Ch. 6* - Health Insurance Policy Provisions Flashcards
Entire Contract
states the insurance policy itself, any riders, and endorsements/amendments, and the application comprise the entire contract between all parties. Insurance producers cannot make changes to a policy. The entire contract provision is found at the beginning of every insurance policy issued. Only an authorized officer of the insurer is permitted to make changes to the contract. We can’t send you additional paperwork later. THE ENTIRE POLICY AND APPLICATION is sent to you and that makes up your ENTIRE CONTRACT.
The Time Limit on Certain Defenses
States the policy is incontestable after it has been in force a certain period of time, usually two years. This is similar to the incontestable clause. Unlike life policies, a fraudulent statement on a health insurance application is grounds for contest any any time, unless the policy is guaranteed renewable. There is a TIME LIMIT for which you must DEFEND yourself. This applies to the contestable period, pre-exisiting conditions, and new claims. If you file a claim that you broke your leg yesterday, and the insurance company sees you moving a grand piano up 5 flights of stairs, you will probably have to DEFEND your claim. However, at some point it is expected your leg will heal.
Grace Period
is a period after the due date of a premium during which the policy remains in force without penalty. If an insured dies during the grace period of a life insurance policy before paying the required annual premium, the beneficiary will receive the face amount of the policy minus any required premiums. For health insurance, remember Aunt Grace’s Birthday 7 (makes payments more than once a month)-10 (makes premium payments once a month-31(makes premium payments less than monthly (quarterly, semiannually, etc)
Reinstatement
is putting a lapsed policy back in force by producing satisfactory evidence of insurability and paying any past-due premiums required. It permits the policyowner to reinstate a policy that has lapsed- as long as the policyowner can provide proof of insurability and pays all back premiums, outstanding loans, and interest. However, some states are 5-7 years. to reinstate any policy, you need: a reinstatement application, statement of good health, and all back premiums.
Notice of Claim
is a policy provision that describes the policy owner’s obligation to provide notification of a claim to the insurer within a reasonable period of time. Typically, the period is 20 days after the occurrence or a commencement of the loss, or as soon thereafter as is reasonably possible.
Claim Forms Provision
specified the formal request to an insurance company asking for a payment based on the terms of the insurance policy. It is the company’s responsibility to supply a claim form to an insured within 15 days after receiving notice of claim. If it fails to do so within the time limit, the claimant may submit proof of loss in any form, explaining the occurrence, the character, and the extent of the loss for which the claim is submitted. Policyowner can submit the claim using a napkin and crayons as long as it has the required information.
Proof of loss
is a mandatory health insurance provision stating that the insured must provide a completed claim form to the insurer within days of the date of loss
Time of payment claims
is a provision that requires claims be paid immediately, or within a stated number of days. If the claim involves disability income payments, they must be paid at least monthly if not at more frequent intervals specified in the policy. You did your part (paid your bill and got injured/sick/etc) now we have to immediately do our part (pay you) and it can’t be less often than monthly, or you wouldn’t be able to pay your bills.

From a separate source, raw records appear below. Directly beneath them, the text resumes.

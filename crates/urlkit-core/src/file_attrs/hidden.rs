//! Hidden files follow the dot-prefix convention.

use std::fs;
use std::io;
use std::path::{Path, PathBuf};

use super::FileAttrError;

pub fn is_hidden(path: &Path) -> bool {
    path.file_name()
        .and_then(|n| n.to_str())
        .is_some_and(|n| n.starts_with('.'))
}

/// Hides or unhides `path` by renaming it, returning the new path.
///
/// Unhiding strips every leading dot. Returns the path unchanged if it is
/// already in the requested state; refuses to overwrite an existing entry.
pub fn set_hidden(path: &Path, hidden: bool) -> Result<PathBuf, FileAttrError> {
    let name = path
        .file_name()
        .and_then(|n| n.to_str())
        .ok_or_else(|| FileAttrError::NoFileName {
            path: path.to_path_buf(),
        })?;

    if is_hidden(path) == hidden {
        fs::symlink_metadata(path).map_err(|e| FileAttrError::io(path, e))?;
        return Ok(path.to_path_buf());
    }

    let new_name = if hidden {
        format!(".{name}")
    } else {
        name.trim_start_matches('.').to_string()
    };
    if new_name.is_empty() {
        return Err(FileAttrError::NoFileName {
            path: path.to_path_buf(),
        });
    }

    let target = path.with_file_name(&new_name);
    if fs::symlink_metadata(&target).is_ok() {
        return Err(FileAttrError::io(
            &target,
            io::Error::new(io::ErrorKind::AlreadyExists, "rename target exists"),
        ));
    }
    fs::rename(path, &target).map_err(|e| FileAttrError::io(path, e))?;
    tracing::debug!(from = %path.display(), to = %target.display(), hidden, "renamed");
    Ok(target)
}
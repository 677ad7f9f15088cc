//! CLI command handlers. URL commands and local path commands live apart.

mod backup;
mod head;
mod hide;
mod probe;
mod query;
mod same;
mod stat;

pub use backup::run_backup;
pub use head::run_head;
pub use hide::run_hide;
pub use probe::{run_resume, run_size};
pub use query::run_query;
pub use same::run_same;
pub use stat::run_stat;
//! Thumbnails cached as `<cache>/urlkit/thumbnails/1024/<sha256 of file URI>.png`.

use sha2::{Digest, Sha256};
use std::fs;
use std::io;
use std::path::{Path, PathBuf};
use url::Url;

use super::{validate_thumbnail, ThumbnailError, ThumbnailStore};

#[derive(Debug, Clone)]
pub struct XdgThumbnailStore {
    root: PathBuf,
}

impl XdgThumbnailStore {
    /// Store under the user's XDG cache home.
    pub fn new() -> Result<Self, ThumbnailError> {
        let xdg_dirs = xdg::BaseDirectories::with_prefix("urlkit")
            .map_err(|e| ThumbnailError::NoCacheDir(e.to_string()))?;
        Ok(Self::at(xdg_dirs.get_cache_home().join("thumbnails").join("1024")))
    }

    /// Store rooted at an explicit directory.
    pub fn at(root: impl Into<PathBuf>) -> Self {
        Self { root: root.into() }
    }

    pub fn root(&self) -> &Path {
        &self.root
    }

    /// Cache file for `path`. The file must exist so its URI can be made canonical.
    fn entry_path(&self, path: &Path) -> Result<PathBuf, ThumbnailError> {
        let canonical = fs::canonicalize(path).map_err(|e| ThumbnailError::Io {
            path: path.to_path_buf(),
            source: e,
        })?;
        let uri = Url::from_file_path(&canonical).map_err(|()| ThumbnailError::Io {
            path: path.to_path_buf(),
            source: io::Error::new(io::ErrorKind::InvalidInput, "not an absolute path"),
        })?;
        let key = hex::encode(Sha256::digest(uri.as_str().as_bytes()));
        Ok(self.root.join(format!("{key}.png")))
    }
}

impl ThumbnailStore for XdgThumbnailStore {
    fn thumbnail_1024(&self, path: &Path) -> Option<Vec<u8>> {
        let entry = self.entry_path(path).ok()?;
        fs::read(entry).ok()
    }

    fn set_thumbnail_1024(&self, path: &Path, png: Option<&[u8]>) -> Result<(), ThumbnailError> {
        let entry = self.entry_path(path)?;
        let io_err = |source| ThumbnailError::Io {
            path: entry.clone(),
            source,
        };

        let Some(png) = png else {
            return match fs::remove_file(&entry) {
                Ok(()) => Ok(()),
                Err(e) if e.kind() == io::ErrorKind::NotFound => Ok(()),
                Err(e) => Err(io_err(e)),
            };
        };

        validate_thumbnail(png)?;
        fs::create_dir_all(&self.root).map_err(io_err)?;
        let mut tmp = entry.clone().into_os_string();
        tmp.push(".part");
        let tmp = PathBuf::from(tmp);
        fs::write(&tmp, png).map_err(io_err)?;
        fs::rename(&tmp, &entry).map_err(io_err)?;
        tracing::debug!(file = %path.display(), cache = %entry.display(), "stored thumbnail");
        Ok(())
    }
}
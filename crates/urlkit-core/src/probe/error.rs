//! Probe error type. The default probe API collapses these into sentinels;
//! the `try_*` variants surface them.

use thiserror::Error;

#[derive(Debug, Error)]
pub enum ProbeError {
    /// libcurl failed: DNS, refused connection, timeout, malformed response, ...
    #[error("HEAD request failed: {0}")]
    Transport(#[from] curl::Error),
    /// A zero timeout leaves no time to send the request.
    #[error("probe timeout is zero")]
    ZeroTimeout,
    /// The background task running the transport panicked or was torn down.
    #[error("probe task did not complete: {0}")]
    Join(#[from] tokio::task::JoinError),
}

impl ProbeError {
    /// True when the failure was the configured timeout elapsing.
    pub fn is_timeout(&self) -> bool {
        match self {
            ProbeError::Transport(e) => e.is_operation_timedout(),
            ProbeError::ZeroTimeout => true,
            ProbeError::Join(_) => false,
        }
    }
}
//! Logging init: file under XDG state dir, or graceful fallback to stderr.

use anyhow::{Context, Result};
use std::fs;
use std::io;
use std::path::PathBuf;
use tracing_subscriber::fmt::writer::BoxMakeWriter;
use tracing_subscriber::fmt::MakeWriter;
use tracing_subscriber::EnvFilter;

const DEFAULT_FILTER: &str = "info,urlkit=debug,urlkit_core=debug";

/// Writer that is either the log file or stderr (used when the file clone fails).
enum FileOrStderr {
    File(fs::File),
    Stderr,
}

impl io::Write for FileOrStderr {
    fn write(&mut self, buf: &[u8]) -> io::Result<usize> {
        match self {
            FileOrStderr::File(f) => f.write(buf),
            FileOrStderr::Stderr => io::stderr().lock().write(buf),
        }
    }

    fn flush(&mut self) -> io::Result<()> {
        match self {
            FileOrStderr::File(f) => f.flush(),
            FileOrStderr::Stderr => io::stderr().lock().flush(),
        }
    }
}

struct FileMakeWriter(fs::File);

impl<'a> MakeWriter<'a> for FileMakeWriter {
    type Writer = FileOrStderr;

    fn make_writer(&'a self) -> Self::Writer {
        self.0
            .try_clone()
            .map(FileOrStderr::File)
            .unwrap_or(FileOrStderr::Stderr)
    }
}

fn env_filter() -> EnvFilter {
    EnvFilter::try_from_default_env().unwrap_or_else(|_| EnvFilter::new(DEFAULT_FILTER))
}

/// Path of the log file: `~/.local/state/urlkit/urlkit.log`.
pub fn log_path() -> Result<PathBuf> {
    let xdg_dirs = xdg::BaseDirectories::with_prefix("urlkit")?;
    Ok(xdg_dirs.get_state_home().join("urlkit.log"))
}

/// Initialize structured logging to the XDG state log file.
/// On failure (e.g. log dir unwritable), returns Err so the caller can fall back to stderr.
pub fn init_logging() -> Result<()> {
    let log_file_path = log_path()?;
    if let Some(dir) = log_file_path.parent() {
        fs::create_dir_all(dir)
            .with_context(|| format!("create log dir {}", dir.display()))?;
    }

    let file = fs::OpenOptions::new()
        .create(true)
        .append(true)
        .open(&log_file_path)
        .with_context(|| format!("open log file {}", log_file_path.display()))?;

    tracing_subscriber::fmt()
        .with_env_filter(env_filter())
        .with_writer(BoxMakeWriter::new(FileMakeWriter(file)))
        .with_ansi(false)
        .try_init()
        .map_err(|e| anyhow::anyhow!("install subscriber: {e}"))?;

    tracing::info!("urlkit logging initialized at {}", log_file_path.display());

    Ok(())
}

/// Initialize logging to stderr only. Use when `init_logging()` fails so the CLI doesn't crash.
pub fn init_logging_stderr() {
    let _ = tracing_subscriber::fmt()
        .with_env_filter(env_filter())
        .with_writer(io::stderr)
        .with_ansi(false)
        .try_init();
}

Payment of Claims provision
in an insurance contract specified how and to whom claim payments are to be made. Payments for loss of life are to be made to the designated beneficiary. If no beneficiary has been named, death proceeds are to be paid to the deceased insured’s estate, claims other than death benefits are to be paid to the insured or ANY OTHER NAMED PARTY (medical professional, hospital, etc.)
Physical exam and autopsy provisions
is a standard health insurance policy provision allowing the insurer to examine the insured when a claim is pending, in the event of death perform an autopsy where not prohibited by law. This entitles a company, at its own expense, to make physical examinations of the insured at reasonable intervals during the period of a claim, unless it’s forbidden by state law.
Legal Actions Provisions
states the insured cannot take legal action against the company in a claim dispute until after 6 days from the time the insured submits proof of loss. At least give us 2 months before you take us to court.
Change of beneficiary
is a provision that permits the insured to change the beneficiary as often as he or she wishes, except in policies where the beneficiary is irrevocable.
Change of occupation provision
allows the insurer to reduce the maximum benefit payable under the policy if the insured switches to a more hazardous occupation or to reduce the premium rate charged if the insured changes to a less hazardous occupation
Misstatement of age or sex provision
allows the insurer to adjust the policy benefits if the insured’s age or sex is misstated on the policy application. The misstatement of age provision allows the insurer to adjust the benefit payable if the age of the insured was misstated when application for the policy was made. If the insured was older at the time of application than is shown in the policy, benefits would be reduced accordingly. The reverse would be true if the insured were younger than listed in the application.
Other insurance in this insurer provision
states that the total amount of coverage to be underwritten by a company for one person is restricted to a specified maximum amount, regardless of the number of policies issued.